2015 should eventually be better than 2014, but it won’t be a ‘piece of cake’

But, over the course of 2015, improving external conditions, easy monetary policy and the weaker EUR, more accommodative fiscal policy, low inflation and depressed oil prices should increasingly support growth. Yet, if the Eurozone wants to leave its troubles behind on a more consistent basis, it needs to lift its growth potential – and for that nothing short of unpopular structural reforms will be needed.

Events in Russia and the elections in Greece will require attention over the holiday period. Early next year, a focus will be the December inflation data (out 7 January), which might determine whether the ECB will trigger sovereign QE on 5 March (our base case) or on 22 January. A policy initiative we will hear a lot more about in 2015 is the EU Capital Markets Union.

2014 has not gone according to plan when it comes to growth. A year ago, we expected Eurozone GDP to expand by 1.1% this year, but now a growth rate of 0.8% (perhaps 0.9%) looks more likely. The chief culprits are the three biggest Eurozone economies: Germany, where corporate confidence was hit by events in Ukraine, and France and Italy, where sentiment has remained weak, arguably also due to uncertainty over the reform outlook. In contrast, the economic performance of Spain and Ireland in particular, but also Greece and Portugal, has been better than expected.

The ECB has had a busy year. In light of sluggish growth and declining inflation, aggravated by falling oil prices, the ECB eased its monetary policy stance substantially, making use of conventional, but also increasingly unconventional tools.

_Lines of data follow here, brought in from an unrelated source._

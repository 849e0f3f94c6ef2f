//! WMS GetMap / GetCapabilities request construction (KVP binding).

use reqwest::Url;
use serde::{Deserialize, Serialize};

use wms_common::{BoundingBox, LayerId, WmsError, WmsResult, WEB_MERCATOR_SRS};

/// Protocol version used for outgoing requests.
#[derive(Debug, Clone, Copy, PartialEq, Eq, Default, Serialize, Deserialize)]
pub enum WmsVersion {
    #[default]
    #[serde(rename = "1.1.1")]
    V1_1_1,
    #[serde(rename = "1.3.0")]
    V1_3_0,
}

impl WmsVersion {
    pub fn as_str(&self) -> &'static str {
        match self {
            WmsVersion::V1_1_1 => "1.1.1",
            WmsVersion::V1_3_0 => "1.3.0",
        }
    }

    /// Name of the reference system parameter (`SRS` before 1.3.0, `CRS` after).
    pub fn srs_param(&self) -> &'static str {
        match self {
            WmsVersion::V1_1_1 => "SRS",
            WmsVersion::V1_3_0 => "CRS",
        }
    }
}

/// Parameters of a single GetMap request.
#[derive(Debug, Clone, PartialEq)]
pub struct GetMapRequest {
    pub layer: LayerId,
    pub styles: String,
    pub srs: String,
    pub bbox: BoundingBox,
    pub width: u32,
    pub height: u32,
    pub format: String,
    pub transparent: bool,
    pub time: Option<String>,
}

impl GetMapRequest {
    /// A 256x256 transparent PNG request in EPSG:3857.
    pub fn new(layer: LayerId, bbox: BoundingBox) -> Self {
        Self {
            layer,
            styles: String::new(),
            srs: WEB_MERCATOR_SRS.to_string(),
            bbox,
            width: 256,
            height: 256,
            format: "image/png".to_string(),
            transparent: true,
            time: None,
        }
    }

    pub fn with_time(mut self, time: Option<&str>) -> Self {
        self.time = time.map(str::to_string);
        self
    }

    /// Same request with the `TIME` parameter dropped.
    pub fn without_time(&self) -> Self {
        Self {
            time: None,
            ..self.clone()
        }
    }

    /// Build the full request URL against `base_url`.
    ///
    /// Query parameters already present on the base URL are kept unless this
    /// request sets them. BBOX literals come from [`BoundingBox::literals`].
    pub fn to_url(&self, base_url: &str, version: WmsVersion) -> WmsResult<String> {
        let mut params: Vec<(&str, String)> = vec![
            ("SERVICE", "WMS".to_string()),
            ("VERSION", version.as_str().to_string()),
            ("REQUEST", "GetMap".to_string()),
            ("LAYERS", self.layer.to_string()),
            ("STYLES", self.styles.clone()),
            (version.srs_param(), self.srs.clone()),
            ("BBOX", self.bbox.to_wms_string()),
            ("WIDTH", self.width.to_string()),
            ("HEIGHT", self.height.to_string()),
            ("FORMAT", self.format.clone()),
            (
                "TRANSPARENT",
                if self.transparent { "TRUE" } else { "FALSE" }.to_string(),
            ),
        ];
        if let Some(time) = &self.time {
            params.push(("TIME", time.clone()));
        }

        with_query(base_url, &params)
    }
}

/// GetCapabilities URL for `base_url`.
pub fn capabilities_url(base_url: &str, version: WmsVersion) -> WmsResult<String> {
    with_query(
        base_url,
        &[
            ("SERVICE", "WMS".to_string()),
            ("REQUEST", "GetCapabilities".to_string()),
            ("VERSION", version.as_str().to_string()),
        ],
    )
}

fn with_query(base_url: &str, params: &[(&str, String)]) -> WmsResult<String> {
    let mut url = Url::parse(base_url)
        .map_err(|e| WmsError::InvalidUrl(format!("{}: {}", base_url, e)))?;

    let kept: Vec<(String, String)> = url
        .query_pairs()
        .filter(|(key, _)| !params.iter().any(|(p, _)| p.eq_ignore_ascii_case(key)))
        .map(|(k, v)| (k.into_owned(), v.into_owned()))
        .collect();

    {
        let mut query = url.query_pairs_mut();
        query.clear();
        query.extend_pairs(kept);
        for (key, value) in params {
            query.append_pair(key, value);
        }
    }

    Ok(url.to_string())
}
//! HTTP request handlers.

use std::sync::Arc;

use axum::{
    extract::{Extension, Json, Path},
    http::StatusCode,
    response::{IntoResponse, Redirect, Response},
};
use metrics_exporter_prometheus::PrometheusHandle;
use serde::Serialize;
use serde_json::json;
use tracing::{debug, warn};
use uuid::Uuid;

use explorer::{CatalogEntry, PassReport, UiEvent};
use wms_common::{TileCoord, WmsError};

use crate::state::{AppState, EventOutcome, SessionView};

pub async fn health_handler() -> impl IntoResponse {
    (StatusCode::OK, "OK")
}

pub async fn metrics_handler(Extension(handle): Extension<PrometheusHandle>) -> impl IntoResponse {
    (StatusCode::OK, handle.render())
}

#[derive(Serialize)]
struct CatalogResponse<'a> {
    title: Option<&'a str>,
    layers: usize,
    products: Vec<CatalogEntry>,
}

pub async fn catalog_handler(Extension(state): Extension<Arc<AppState>>) -> impl IntoResponse {
    let controller = &state.controller;
    Json(CatalogResponse {
        title: controller.capabilities().title.as_deref(),
        layers: controller.catalog().len(),
        products: controller.catalog().entries(),
    })
    .into_response()
}

/// Body returned after a session runs a pass.
#[derive(Serialize)]
struct PassResponse {
    #[serde(flatten)]
    session: SessionView,
    report: Option<PassReport>,
    error: Option<String>,
}

impl PassResponse {
    fn from_outcome(outcome: EventOutcome) -> (Self, Option<WmsError>) {
        let (report, error) = match outcome.result {
            Ok(report) => (Some(report), None),
            Err(err) => (None, Some(err)),
        };
        let body = Self {
            session: outcome.view,
            report,
            error: error.as_ref().map(ToString::to_string),
        };
        (body, error)
    }
}

pub async fn create_session_handler(
    Extension(state): Extension<Arc<AppState>>,
) -> Response {
    match state.create_session().await {
        Ok(outcome) => {
            let (body, error) = PassResponse::from_outcome(outcome);
            if let Some(err) = error {
                warn!(session = %body.session.session_id, error = %err, "Initial pass failed");
            }
            (StatusCode::CREATED, Json(body)).into_response()
        }
        Err(err) => error_response(&err),
    }
}

pub async fn get_session_handler(
    Extension(state): Extension<Arc<AppState>>,
    Path(id): Path<Uuid>,
) -> Response {
    let Some(session) = state.session(&id).await else {
        return session_not_found(&id);
    };
    match session.view().await {
        Ok(view) => Json(view).into_response(),
        Err(err) => error_response(&err),
    }
}

pub async fn session_event_handler(
    Extension(state): Extension<Arc<AppState>>,
    Path(id): Path<Uuid>,
    Json(event): Json<UiEvent>,
) -> Response {
    let Some(session) = state.session(&id).await else {
        return session_not_found(&id);
    };
    debug!(session = %id, event = ?event, "Dispatching event");

    match session.dispatch(event).await {
        Ok(outcome) => {
            let (body, error) = PassResponse::from_outcome(outcome);
            let status = error
                .map(|err| status_code(&err))
                .unwrap_or(StatusCode::OK);
            (status, Json(body)).into_response()
        }
        Err(err) => error_response(&err),
    }
}

pub async fn delete_session_handler(
    Extension(state): Extension<Arc<AppState>>,
    Path(id): Path<Uuid>,
) -> Response {
    if state.remove_session(&id).await {
        StatusCode::NO_CONTENT.into_response()
    } else {
        session_not_found(&id)
    }
}

/// Redirect to the WMS URL for one tile of the session's current overlay.
pub async fn tile_handler(
    Extension(state): Extension<Arc<AppState>>,
    Path((id, z, x, y)): Path<(Uuid, u32, u32, u32)>,
) -> Response {
    let coord = TileCoord::new(z, x, y);
    if !coord.is_valid() {
        return (
            StatusCode::BAD_REQUEST,
            Json(json!({ "error": format!("Tile {} is out of range", coord) })),
        )
            .into_response();
    }

    let Some(session) = state.session(&id).await else {
        return session_not_found(&id);
    };
    let view = match session.view().await {
        Ok(view) => view,
        Err(err) => return error_response(&err),
    };

    match view.snapshot.overlay {
        Some(overlay) => Redirect::temporary(&overlay.url_template.tile_url(coord)).into_response(),
        None => (
            StatusCode::NOT_FOUND,
            Json(json!({ "error": "Session has no overlay yet" })),
        )
            .into_response(),
    }
}

fn status_code(err: &WmsError) -> StatusCode {
    StatusCode::from_u16(err.http_status_code()).unwrap_or(StatusCode::INTERNAL_SERVER_ERROR)
}

fn error_response(err: &WmsError) -> Response {
    (status_code(err), Json(json!({ "error": err.to_string() }))).into_response()
}

fn session_not_found(id: &Uuid) -> Response {
    (
        StatusCode::NOT_FOUND,
        Json(json!({ "error": format!("Session not found: {}", id) })),
    )
        .into_response()
}
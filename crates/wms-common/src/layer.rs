//! Layer identifiers and the per-layer metadata advertised by a WMS.

use serde::{Deserialize, Serialize};

/// Unique identifier for a layer in the remote catalog.
#[derive(Debug, Clone, Default, PartialEq, Eq, PartialOrd, Ord, Hash, Serialize, Deserialize)]
#[serde(transparent)]
pub struct LayerId(pub String);

impl LayerId {
    pub fn new(id: impl Into<String>) -> Self {
        Self(id.into())
    }

    pub fn as_str(&self) -> &str {
        &self.0
    }

    /// Split a compound layer ID like "MODIS_Terra_CorrectedReflectance" on
    /// its first separator: `("MODIS", "Terra_CorrectedReflectance")`.
    /// `None` when there is no separator or either side would be empty.
    pub fn split_product(&self) -> Option<(&str, &str)> {
        self.0
            .split_once('_')
            .filter(|(product, sublayer)| !product.is_empty() && !sublayer.is_empty())
    }
}

impl std::fmt::Display for LayerId {
    fn fmt(&self, f: &mut std::fmt::Formatter<'_>) -> std::fmt::Result {
        write!(f, "{}", self.0)
    }
}

impl From<&str> for LayerId {
    fn from(s: &str) -> Self {
        Self(s.to_string())
    }
}

/// A named layer as advertised in GetCapabilities.
#[derive(Debug, Clone, Default, Serialize, Deserialize)]
pub struct LayerInfo {
    /// Layer name (used in GetMap requests)
    pub name: LayerId,

    /// Human-readable title
    pub title: String,

    /// Optional description/abstract
    pub description: Option<String>,

    /// Raw time dimension entries, one per comma-separated item of the
    /// declared extent (e.g. `2000-02-24/2024-01-01/P1D`).
    pub time_positions: Vec<String>,

    /// Advertised styles
    pub styles: Vec<LayerStyle>,
}

/// Style advertised for a layer.
#[derive(Debug, Clone, Default, Serialize, Deserialize)]
pub struct LayerStyle {
    pub name: String,
    pub title: Option<String>,
    /// Legend graphic URL from `LegendURL/OnlineResource`
    pub legend_url: Option<String>,
}

impl LayerInfo {
    /// Find a style by name.
    pub fn get_style(&self, name: &str) -> Option<&LayerStyle> {
        self.styles.iter().find(|s| s.name == name)
    }

    /// Legend of the `default` style, if the service advertises one.
    pub fn default_legend(&self) -> Option<&str> {
        self.get_style("default")
            .and_then(|s| s.legend_url.as_deref())
    }
}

Key highlights were the move to negative deposit rates and the new Targeted Longer-Term Refinance Operations (TLTRO) announced in June, and the new ABS and Covered Bond purchase programme in September. In December, the ECB hinted strongly that it will widen its asset purchases, likely including sovereign bonds, in early 2015.

With the start of the Single Supervisory Mechanism (SSM) on 4 November, the ECB became the dominant Eurozone banking regulator. In the run-up, the ECB conducted an asset quality review (AQR) and stress test of the 130 largest Eurozone banks, results of which were released in late October. Many banks had already raised capital before, but those that failed the test will have up to nine months to bring their capitalisation to the required level. As such, the ECB has made good progress in repairing the European banking system – although credit growth is likely to catch up only gradually, as demand will likely be slow to recover.